I do shared-parenting. It works, the kids love it.

On here people say they're keen for it. In real-life I've not met a single mother ever who would do it.

It's not going to become the norm is it?

MirandaWest Sat 29-Sep-12 08:32:44

Is shared care 50% each? XH and I share the care of our DC although I probably have them more than he does. Given that I live in the village where they go to school and my work generally allows me to pick them up from school, it makes more sense that I generally do than rather than them go to after school childcare. It also seems more sensible for them to sleep here more days of the week with a 2 minute walk to school than a 20 minute drive to school when they are at XHs house.

We are both pretty flexible in terms of when the children are where - generally XH has them every other weekend and one night in the week but the weekends are three nights long (he has them Friday Saturday Sunday nights) and when things come up on either side we adjust things so that hopefully everyone is content. Children seem generally happy.

On the maintenance side we work out according to CSA how much it is and alter it each month depending on how much XH has had the DC. When I am away working it is more. I also pay for childcare then too (my only real bone of contention) but you can't have everything.

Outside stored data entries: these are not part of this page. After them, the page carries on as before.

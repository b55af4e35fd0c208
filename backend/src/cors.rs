use rocket::fairing::{Fairing, Info, Kind};
use rocket::{Request, Response};
use rocket::http::Header;

pub struct CORS {
    allowed_origin: String,
}

impl CORS {
    pub fn new(allowed_origin: impl Into<String>) -> Self {
        Self { allowed_origin: allowed_origin.into() }
    }

    /// Exact origin, optionally followed by `:<port>`.
    pub fn allows(&self, origin: &str) -> bool {
        match origin.strip_prefix(self.allowed_origin.as_str()) {
            Some("") => true,
            Some(rest) => rest
                .strip_prefix(':')
                .is_some_and(|port| !port.is_empty() && port.bytes().all(|b| b.is_ascii_digit())),
            None => false,
        }
    }
}

#[rocket::async_trait]
impl Fairing for CORS {
    fn info(&self) -> Info {
        Info {
            name: "CORS",
            kind: Kind::Response
        }
    }

    async fn on_response<'r>(&self, req: &'r Request<'_>, res: &mut Response<'r>) {
        let Some(origin) = req.headers().get_one("Origin") else { return };

        if self.allows(origin) {
            res.set_header(Header::new("Access-Control-Allow-Origin", origin.to_string()));
            res.set_header(Header::new("Access-Control-Allow-Methods", "POST, GET, OPTIONS"));
            res.set_header(Header::new("Access-Control-Allow-Headers", "Content-Type, Authorization, X-Forwarded-For"));
            res.set_header(Header::new("Access-Control-Allow-Credentials", "true"));
            res.set_header(Header::new("Access-Control-Max-Age", "86400"));
        }
    }
}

crackcrackcrak Sat 29-Sep-12 08:46:58

Colditz - that is my anecdotal experience too - aside from my own exp. I know of a father who does some Disney dad stuff with his dd but will not under any circs commit to routine care of her - god forbid it cramps his independence. The mother of that child has the patience of a saint and thinks any time he spends with her is a bonus. His mother otoh will drop anything to help with that kid and is everything a nrp should be.
Another father I know is completely spoiled and indulged by his mother - who naturally looks after his ds all the time. In fact his whole family muck in and he swans around like a teenager. Pathetic

My v close friend gave up arguing with his baby mother and moved abroad. Constructive.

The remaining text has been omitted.